Extracted records:
○ ○ ○

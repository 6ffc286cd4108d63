// src/handlers/billing.rs

use axum::{
    extract::{Path, State},
    http::StatusCode,
    response::IntoResponse,
    Json,
};
use uuid::Uuid;
use validator::Validate;

use crate::{
    common::error::{ApiError, AppError},
    config::AppState,
    middleware::{actor::ActorContext, i18n::Locale},
    models::billing::{Invoice, NewInvoice, PayInvoicePayload},
};

// POST /api/invoices
#[utoipa::path(
    post,
    path = "/api/invoices",
    tag = "Billing",
    request_body = NewInvoice,
    responses(
        (status = 201, description = "Fatura emitida", body = Invoice),
        (status = 400, description = "Dados inválidos"),
        (status = 409, description = "Número de fatura já usado")
    ),
    params(("x-actor-id" = Option<Uuid>, Header, description = "Usuário responsável (auditoria)"))
)]
pub async fn create_invoice(
    State(app_state): State<AppState>,
    locale: Locale,
    actor: ActorContext,
    Json(payload): Json<NewInvoice>,
) -> Result<impl IntoResponse, ApiError> {
    payload
        .validate()
        .map_err(|e| AppError::ValidationError(e).to_api_error(&locale))?;

    let invoice = app_state
        .billing_service
        .create_invoice(actor.0, payload)
        .await
        .map_err(|e| e.to_api_error(&locale))?;

    Ok((StatusCode::CREATED, Json(invoice)))
}

// GET /api/invoices
#[utoipa::path(
    get,
    path = "/api/invoices",
    tag = "Billing",
    responses((status = 200, description = "Faturas", body = Vec<Invoice>))
)]
pub async fn list_invoices(
    State(app_state): State<AppState>,
    locale: Locale,
) -> Result<impl IntoResponse, ApiError> {
    let invoices = app_state
        .billing_service
        .list_invoices()
        .await
        .map_err(|e| e.to_api_error(&locale))?;

    Ok((StatusCode::OK, Json(invoices)))
}

// GET /api/invoices/{id}
#[utoipa::path(
    get,
    path = "/api/invoices/{id}",
    tag = "Billing",
    responses(
        (status = 200, description = "Fatura", body = Invoice),
        (status = 404, description = "Fatura não encontrada")
    ),
    params(("id" = Uuid, Path, description = "ID da fatura"))
)]
pub async fn get_invoice(
    State(app_state): State<AppState>,
    locale: Locale,
    Path(id): Path<Uuid>,
) -> Result<impl IntoResponse, ApiError> {
    let invoice = app_state
        .billing_service
        .get_invoice(id)
        .await
        .map_err(|e| e.to_api_error(&locale))?;

    Ok((StatusCode::OK, Json(invoice)))
}

// POST /api/invoices/{id}/pay
#[utoipa::path(
    post,
    path = "/api/invoices/{id}/pay",
    tag = "Billing",
    request_body = PayInvoicePayload,
    responses(
        (status = 200, description = "Fatura paga", body = Invoice),
        (status = 404, description = "Fatura não encontrada")
    ),
    params(
        ("id" = Uuid, Path, description = "ID da fatura"),
        ("x-actor-id" = Option<Uuid>, Header, description = "Usuário responsável (auditoria)")
    )
)]
pub async fn pay_invoice(
    State(app_state): State<AppState>,
    locale: Locale,
    actor: ActorContext,
    Path(id): Path<Uuid>,
    Json(payload): Json<PayInvoicePayload>,
) -> Result<impl IntoResponse, ApiError> {
    let invoice = app_state
        .billing_service
        .mark_invoice_paid(actor.0, id, payload.paid_date, payload.payment_method)
        .await
        .map_err(|e| e.to_api_error(&locale))?;

    Ok((StatusCode::OK, Json(invoice)))
}
pub mod actor;
pub mod i18n;
#[derive(Debug, Clone, Deserialize, Validate, ToSchema)]
#[serde(rename_all = "camelCase", deny_unknown_fields)]
pub struct NewAccount {
    #[validate(length(min = 1, message = "required"))]
    pub name: String,
    #[serde(rename = "type", default)]
    pub account_type: AccountType,
    pub industry: Option<String>,
    pub website: Option<String>,
    pub phone: Option<String>,
    #[validate(email(message = "invalid_email"))]
    pub email: Option<String>,
    pub billing_address: Option<Address>,
    pub shipping_address: Option<Address>,
    #[validate(custom(function = "non_negative"))]
    #[schema(value_type = Option<String>)]
    pub annual_revenue: Option<Decimal>,
    #[validate(range(min = 0, message = "invalid_employee_count"))]
    pub number_of_employees: Option<i32>,
    pub assigned_to: Option<Uuid>,
    pub parent_account_id: Option<Uuid>,
    pub description: Option<String>,
    #[serde(default)]
    pub tags: Vec<String>,
    #[serde(default = "empty_object")]
    #[validate(custom(function = "json_object"))]
    pub custom_fields: Value,
    #[serde(default = "default_true")]
    pub is_active: bool,
}

// =============================================================================
//  CONTATOS
// =============================================================================

#[derive(Debug, Clone, Serialize, Deserialize, FromRow, ToSchema)]
#[serde(rename_all = "camelCase")]
pub struct Contact {
    pub id: Uuid,
    pub lead_id: Option<Uuid>,
    pub account_id: Option<Uuid>,
    pub name: String,
    pub email: Option<String>,
    pub phone: Option<String>,
    pub mobile: Option<String>,
    pub job_title: Option<String>,
    pub department: Option<String>,
    // Único por conta (índice parcial no banco)
    pub is_primary: bool,
    pub is_active: bool,
    pub date_of_birth: Option<DateTime<Utc>>,
    pub social_profiles: Value,
    pub preferences: Value,
    pub tags: Vec<String>,
    pub notes: Option<String>,
    pub created_at: DateTime<Utc>,
    pub updated_at: DateTime<Utc>,
}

○ ○ ○

§ **Required action**: Scan the entries above, and wherever a line holds the string "StatusCode", copy it.

§ **Task solution**:
    http::StatusCode,
    Ok((StatusCode::CREATED, Json(invoice)))
    Ok((StatusCode::OK, Json(invoices)))
    Ok((StatusCode::OK, Json(invoice)))
    Ok((StatusCode::OK, Json(invoice)))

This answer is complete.